Problem statement = Repeat the whole listing exactly.

Dataset excerpts =
use sea_orm::{ConnectOptions, Database, DatabaseConnection, DbErr};
use sea_orm_migration::MigratorTrait;
use std::time::Duration;
use tracing::info;

use super::migrations::Migrator;

pub async fn establish_connection(database_url: &str) -> Result<DatabaseConnection, DbErr> {
    let mut opt = ConnectOptions::new(database_url);

    opt.connect_timeout(Duration::from_secs(5))
        .acquire_timeout(Duration::from_secs(5))
        .idle_timeout(Duration::from_secs(300))
        .max_lifetime(Duration::from_secs(3600))
        .sqlx_logging(true)
        .sqlx_logging_level(tracing::log::LevelFilter::Debug);

    // An in-memory SQLite database only lives as long as its connection
    if database_url.starts_with("sqlite::memory:") {
        opt.max_connections(1).min_connections(1);
    } else {
        opt.max_connections(20).min_connections(2);
    }

    Database::connect(opt).await
}

/// Accepts a full `postgres://` / `sqlite:` URL or a bare SQLite file path
pub fn get_database_url(database: Option<&str>) -> String {
    match database {
        Some(":memory:") => "sqlite::memory:".to_string(),
        Some(url) if url.starts_with("postgres://") || url.starts_with("postgresql://") => {
            url.to_string()
        }
        Some(url) if url.starts_with("sqlite:") => url.to_string(),
        Some(path) => format!("sqlite://{}?mode=rwc", path),
        None => "sqlite://sourcetrack.db?mode=rwc".to_string(),
    }
}

pub async fn setup_database(db: &DatabaseConnection) -> Result<(), DbErr> {
    Migrator::up(db, None).await?;
    info!("Database migrations completed");
    Ok(())
}

#[cfg(test)]
mod tests {
    use super::*;

    #[test]
    fn database_url_variants() {
        assert_eq!(get_database_url(Some(":memory:")), "sqlite::memory:");
        assert_eq!(
            get_database_url(Some("postgres://u:p@db/app")),
            "postgres://u:p@db/app"
        );
        assert_eq!(
            get_database_url(Some("data/app.db")),
            "sqlite://data/app.db?mode=rwc"
        );
        assert_eq!(get_database_url(None), "sqlite://sourcetrack.db?mode=rwc");
    }
}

Written answer =
use sea_orm::{ConnectOptions, Database, DatabaseConnection, DbErr};
use sea_orm_migration::MigratorTrait;
use std::time::Duration;
use tracing::info;

use super::migrations::Migrator;

pub async fn establish_connection(database_url: &str) -> Result<DatabaseConnection, DbErr> {
    let mut opt = ConnectOptions::new(database_url);

    opt.connect_timeout(Duration::from_secs(5))
        .acquire_timeout(Duration::from_secs(5))
        .idle_timeout(Duration::from_secs(300))
        .max_lifetime(Duration::from_secs(3600))
        .sqlx_logging(true)
        .sqlx_logging_level(tracing::log::LevelFilter::Debug);

    // An in-memory SQLite database only lives as long as its connection
    if database_url.starts_with("sqlite::memory:") {
        opt.max_connections(1).min_connections(1);
    } else {
        opt.max_connections(20).min_connections(2);
    }

    Database::connect(opt).await
}

/// Accepts a full `postgres://` / `sqlite:` URL or a bare SQLite file path
pub fn get_database_url(database: Option<&str>) -> String {
    match database {
        Some(":memory:") => "sqlite::memory:".to_string(),
        Some(url) if url.starts_with("postgres://") || url.starts_with("postgresql://") => {
            url.to_string()
        }
        Some(url) if url.starts_with("sqlite:") => url.to_string(),
        Some(path) => format!("sqlite://{}?mode=rwc", path),
        None => "sqlite://sourcetrack.db?mode=rwc".to_string(),
    }
}

pub async fn setup_database(db: &DatabaseConnection) -> Result<(), DbErr> {
    Migrator::up(db, None).await?;
    info!("Database migrations completed");
    Ok(())
}

#[cfg(test)]
mod tests {
    use super::*;

    #[test]
    fn database_url_variants() {
        assert_eq!(get_database_url(Some(":memory:")), "sqlite::memory:");
        assert_eq!(
            get_database_url(Some("postgres://u:p@db/app")),
            "postgres://u:p@db/app"
        );
        assert_eq!(
            get_database_url(Some("data/app.db")),
            "sqlite://data/app.db?mode=rwc"
        );
        assert_eq!(get_database_url(None), "sqlite://sourcetrack.db?mode=rwc");
    }
}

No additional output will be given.